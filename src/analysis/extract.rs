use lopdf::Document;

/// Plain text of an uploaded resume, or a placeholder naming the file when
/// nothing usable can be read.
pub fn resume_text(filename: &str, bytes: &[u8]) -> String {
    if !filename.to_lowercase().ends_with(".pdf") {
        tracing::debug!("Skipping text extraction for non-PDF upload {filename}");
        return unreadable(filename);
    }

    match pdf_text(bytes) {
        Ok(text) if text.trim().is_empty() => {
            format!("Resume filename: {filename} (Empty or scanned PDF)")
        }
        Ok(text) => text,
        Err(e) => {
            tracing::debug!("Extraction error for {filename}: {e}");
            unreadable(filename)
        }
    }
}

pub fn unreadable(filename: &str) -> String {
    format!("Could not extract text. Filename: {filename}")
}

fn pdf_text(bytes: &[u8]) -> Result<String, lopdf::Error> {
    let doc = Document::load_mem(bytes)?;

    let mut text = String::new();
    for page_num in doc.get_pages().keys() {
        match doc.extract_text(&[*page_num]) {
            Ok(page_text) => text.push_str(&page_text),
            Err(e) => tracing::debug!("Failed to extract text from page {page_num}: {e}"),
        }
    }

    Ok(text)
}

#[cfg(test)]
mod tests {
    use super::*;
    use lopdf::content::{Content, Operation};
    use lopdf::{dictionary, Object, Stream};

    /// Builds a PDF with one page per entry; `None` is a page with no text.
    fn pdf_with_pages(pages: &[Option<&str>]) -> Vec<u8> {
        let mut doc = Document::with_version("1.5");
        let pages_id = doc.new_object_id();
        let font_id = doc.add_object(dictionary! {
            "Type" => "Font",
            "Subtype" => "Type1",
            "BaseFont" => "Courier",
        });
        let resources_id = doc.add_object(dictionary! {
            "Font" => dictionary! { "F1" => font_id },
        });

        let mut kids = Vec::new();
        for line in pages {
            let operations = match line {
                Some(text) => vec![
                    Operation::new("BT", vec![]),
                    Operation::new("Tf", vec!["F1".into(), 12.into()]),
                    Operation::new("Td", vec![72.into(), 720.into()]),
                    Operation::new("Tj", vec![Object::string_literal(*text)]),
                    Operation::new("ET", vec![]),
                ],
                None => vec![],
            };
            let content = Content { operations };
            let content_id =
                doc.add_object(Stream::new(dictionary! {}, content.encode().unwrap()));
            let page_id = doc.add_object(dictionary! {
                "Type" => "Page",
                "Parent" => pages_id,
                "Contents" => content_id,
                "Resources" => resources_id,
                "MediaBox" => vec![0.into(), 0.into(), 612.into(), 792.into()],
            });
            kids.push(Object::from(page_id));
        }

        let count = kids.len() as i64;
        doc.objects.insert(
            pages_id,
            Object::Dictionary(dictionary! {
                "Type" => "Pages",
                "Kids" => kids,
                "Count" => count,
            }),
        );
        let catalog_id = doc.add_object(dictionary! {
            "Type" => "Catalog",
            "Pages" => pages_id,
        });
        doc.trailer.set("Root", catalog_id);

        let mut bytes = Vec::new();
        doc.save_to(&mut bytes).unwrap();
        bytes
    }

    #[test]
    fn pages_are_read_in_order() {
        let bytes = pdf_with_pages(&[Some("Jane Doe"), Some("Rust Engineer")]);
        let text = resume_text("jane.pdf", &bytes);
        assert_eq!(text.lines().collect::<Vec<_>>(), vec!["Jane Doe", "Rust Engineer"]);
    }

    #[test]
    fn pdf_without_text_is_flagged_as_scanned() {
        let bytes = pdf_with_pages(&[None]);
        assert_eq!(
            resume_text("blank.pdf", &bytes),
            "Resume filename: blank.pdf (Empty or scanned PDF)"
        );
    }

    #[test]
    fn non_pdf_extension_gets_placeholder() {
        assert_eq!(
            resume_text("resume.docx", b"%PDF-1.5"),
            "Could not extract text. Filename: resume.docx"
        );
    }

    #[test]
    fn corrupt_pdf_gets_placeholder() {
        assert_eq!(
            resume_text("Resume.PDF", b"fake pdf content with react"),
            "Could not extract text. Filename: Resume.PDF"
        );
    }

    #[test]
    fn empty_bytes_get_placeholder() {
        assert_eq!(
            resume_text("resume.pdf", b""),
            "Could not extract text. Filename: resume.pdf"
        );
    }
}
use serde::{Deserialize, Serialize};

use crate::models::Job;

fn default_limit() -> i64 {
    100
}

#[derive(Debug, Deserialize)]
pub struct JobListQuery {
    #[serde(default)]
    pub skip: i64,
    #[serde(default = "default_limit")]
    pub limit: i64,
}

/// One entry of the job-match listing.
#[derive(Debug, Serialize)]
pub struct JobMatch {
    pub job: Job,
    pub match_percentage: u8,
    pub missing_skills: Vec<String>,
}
---
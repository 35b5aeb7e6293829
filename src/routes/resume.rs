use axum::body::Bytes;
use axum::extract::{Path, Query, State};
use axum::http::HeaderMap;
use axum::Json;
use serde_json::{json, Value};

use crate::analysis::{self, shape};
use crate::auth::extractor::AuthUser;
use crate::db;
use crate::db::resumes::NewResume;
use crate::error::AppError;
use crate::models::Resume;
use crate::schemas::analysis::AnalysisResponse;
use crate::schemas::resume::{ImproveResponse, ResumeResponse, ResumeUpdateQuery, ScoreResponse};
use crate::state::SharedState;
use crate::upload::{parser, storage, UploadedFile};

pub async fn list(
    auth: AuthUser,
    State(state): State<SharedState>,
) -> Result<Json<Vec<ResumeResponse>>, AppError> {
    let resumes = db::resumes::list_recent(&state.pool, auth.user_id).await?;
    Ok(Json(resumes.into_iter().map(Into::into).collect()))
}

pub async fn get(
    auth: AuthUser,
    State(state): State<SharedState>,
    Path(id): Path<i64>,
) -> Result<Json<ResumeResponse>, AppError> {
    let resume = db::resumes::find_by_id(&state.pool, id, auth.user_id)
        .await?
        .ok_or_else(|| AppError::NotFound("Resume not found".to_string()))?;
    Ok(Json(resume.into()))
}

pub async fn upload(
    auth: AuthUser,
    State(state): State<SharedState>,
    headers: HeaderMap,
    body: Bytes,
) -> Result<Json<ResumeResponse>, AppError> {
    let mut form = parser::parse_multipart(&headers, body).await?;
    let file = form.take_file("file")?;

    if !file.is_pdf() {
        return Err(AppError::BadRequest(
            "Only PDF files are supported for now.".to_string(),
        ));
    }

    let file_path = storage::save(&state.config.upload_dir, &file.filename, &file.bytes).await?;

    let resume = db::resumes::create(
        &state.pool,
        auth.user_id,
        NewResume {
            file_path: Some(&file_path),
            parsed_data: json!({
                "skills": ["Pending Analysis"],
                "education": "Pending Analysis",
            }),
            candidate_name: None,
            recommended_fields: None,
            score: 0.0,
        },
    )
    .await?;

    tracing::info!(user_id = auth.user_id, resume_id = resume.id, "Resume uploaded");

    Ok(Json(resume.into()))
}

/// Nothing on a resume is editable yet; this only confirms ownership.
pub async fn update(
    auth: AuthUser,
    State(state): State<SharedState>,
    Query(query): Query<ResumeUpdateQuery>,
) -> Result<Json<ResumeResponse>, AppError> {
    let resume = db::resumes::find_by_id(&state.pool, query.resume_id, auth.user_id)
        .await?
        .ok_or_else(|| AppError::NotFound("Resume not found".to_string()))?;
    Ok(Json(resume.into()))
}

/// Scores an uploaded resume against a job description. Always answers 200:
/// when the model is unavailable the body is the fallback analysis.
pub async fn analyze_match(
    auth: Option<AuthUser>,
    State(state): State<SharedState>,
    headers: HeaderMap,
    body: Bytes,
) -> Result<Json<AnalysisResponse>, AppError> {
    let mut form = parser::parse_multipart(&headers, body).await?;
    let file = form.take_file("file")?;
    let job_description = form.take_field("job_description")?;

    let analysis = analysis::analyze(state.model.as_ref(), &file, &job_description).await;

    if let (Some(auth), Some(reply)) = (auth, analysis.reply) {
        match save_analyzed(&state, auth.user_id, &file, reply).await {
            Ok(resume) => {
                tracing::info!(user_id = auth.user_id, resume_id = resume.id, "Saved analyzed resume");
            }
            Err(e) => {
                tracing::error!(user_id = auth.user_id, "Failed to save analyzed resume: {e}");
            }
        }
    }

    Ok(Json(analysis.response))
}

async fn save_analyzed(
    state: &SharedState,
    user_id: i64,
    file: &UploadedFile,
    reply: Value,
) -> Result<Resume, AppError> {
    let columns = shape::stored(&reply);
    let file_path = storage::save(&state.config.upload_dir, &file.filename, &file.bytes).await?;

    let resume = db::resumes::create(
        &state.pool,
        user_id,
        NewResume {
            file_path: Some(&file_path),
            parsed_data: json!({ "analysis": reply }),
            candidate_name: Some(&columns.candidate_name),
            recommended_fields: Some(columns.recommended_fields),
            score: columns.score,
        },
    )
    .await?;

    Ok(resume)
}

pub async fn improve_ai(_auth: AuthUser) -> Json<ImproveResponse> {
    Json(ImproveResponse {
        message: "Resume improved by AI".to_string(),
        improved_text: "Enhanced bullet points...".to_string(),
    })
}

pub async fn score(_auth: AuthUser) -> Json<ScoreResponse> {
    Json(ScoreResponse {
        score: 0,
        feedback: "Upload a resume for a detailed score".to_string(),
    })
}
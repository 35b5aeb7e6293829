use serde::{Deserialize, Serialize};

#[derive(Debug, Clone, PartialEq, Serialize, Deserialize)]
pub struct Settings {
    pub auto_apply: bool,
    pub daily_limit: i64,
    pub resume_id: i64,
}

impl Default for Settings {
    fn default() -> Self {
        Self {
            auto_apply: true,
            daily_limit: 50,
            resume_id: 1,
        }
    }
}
--
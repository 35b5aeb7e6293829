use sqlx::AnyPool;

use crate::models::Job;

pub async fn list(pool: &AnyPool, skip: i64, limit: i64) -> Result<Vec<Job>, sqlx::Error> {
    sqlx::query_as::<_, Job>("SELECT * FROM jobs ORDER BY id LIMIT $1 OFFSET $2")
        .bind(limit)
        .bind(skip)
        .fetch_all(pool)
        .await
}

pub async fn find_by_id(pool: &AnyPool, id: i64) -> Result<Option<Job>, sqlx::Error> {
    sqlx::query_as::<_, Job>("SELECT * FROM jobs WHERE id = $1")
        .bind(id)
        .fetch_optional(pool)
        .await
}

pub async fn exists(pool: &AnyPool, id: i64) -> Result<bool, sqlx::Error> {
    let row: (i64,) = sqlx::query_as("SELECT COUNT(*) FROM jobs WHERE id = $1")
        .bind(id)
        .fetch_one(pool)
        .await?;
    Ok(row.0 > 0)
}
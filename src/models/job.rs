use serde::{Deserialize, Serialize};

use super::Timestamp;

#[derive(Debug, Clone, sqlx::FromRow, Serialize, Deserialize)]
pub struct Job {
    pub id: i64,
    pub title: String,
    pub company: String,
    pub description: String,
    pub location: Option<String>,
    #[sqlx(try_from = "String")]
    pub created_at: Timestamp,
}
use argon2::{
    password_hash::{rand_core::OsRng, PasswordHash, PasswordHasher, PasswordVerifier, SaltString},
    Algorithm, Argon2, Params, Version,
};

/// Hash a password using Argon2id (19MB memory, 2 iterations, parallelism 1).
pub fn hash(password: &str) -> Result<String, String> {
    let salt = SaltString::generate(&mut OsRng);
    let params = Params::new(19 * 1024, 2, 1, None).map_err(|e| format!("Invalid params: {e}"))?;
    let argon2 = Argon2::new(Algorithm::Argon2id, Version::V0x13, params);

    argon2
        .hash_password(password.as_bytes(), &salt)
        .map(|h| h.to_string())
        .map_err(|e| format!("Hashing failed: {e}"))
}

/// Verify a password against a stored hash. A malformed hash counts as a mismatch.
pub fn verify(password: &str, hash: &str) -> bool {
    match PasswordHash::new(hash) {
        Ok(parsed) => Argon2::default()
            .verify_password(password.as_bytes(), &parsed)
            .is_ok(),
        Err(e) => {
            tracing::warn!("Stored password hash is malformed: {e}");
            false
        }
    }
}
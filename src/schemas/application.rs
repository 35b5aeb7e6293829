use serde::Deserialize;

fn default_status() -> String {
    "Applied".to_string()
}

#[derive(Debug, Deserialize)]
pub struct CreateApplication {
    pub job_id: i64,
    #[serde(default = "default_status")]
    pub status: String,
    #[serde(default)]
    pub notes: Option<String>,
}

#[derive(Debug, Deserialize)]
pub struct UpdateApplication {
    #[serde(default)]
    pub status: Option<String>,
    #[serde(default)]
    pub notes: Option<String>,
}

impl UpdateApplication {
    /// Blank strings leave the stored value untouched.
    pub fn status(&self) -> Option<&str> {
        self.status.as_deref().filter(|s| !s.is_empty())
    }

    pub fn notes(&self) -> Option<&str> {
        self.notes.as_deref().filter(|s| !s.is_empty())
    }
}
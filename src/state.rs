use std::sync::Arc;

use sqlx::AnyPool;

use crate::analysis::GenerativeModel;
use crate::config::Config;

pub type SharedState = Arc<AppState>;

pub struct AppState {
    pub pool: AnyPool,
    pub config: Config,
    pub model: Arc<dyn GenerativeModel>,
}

PROBLEM DETAILS:
Which lines of the data hold the string "against"? Return each of them.

RESPONSE:
/// Scores an uploaded resume against a job description. Always answers 200:
/// Verify a password against a stored hash. A malformed hash counts as a mismatch.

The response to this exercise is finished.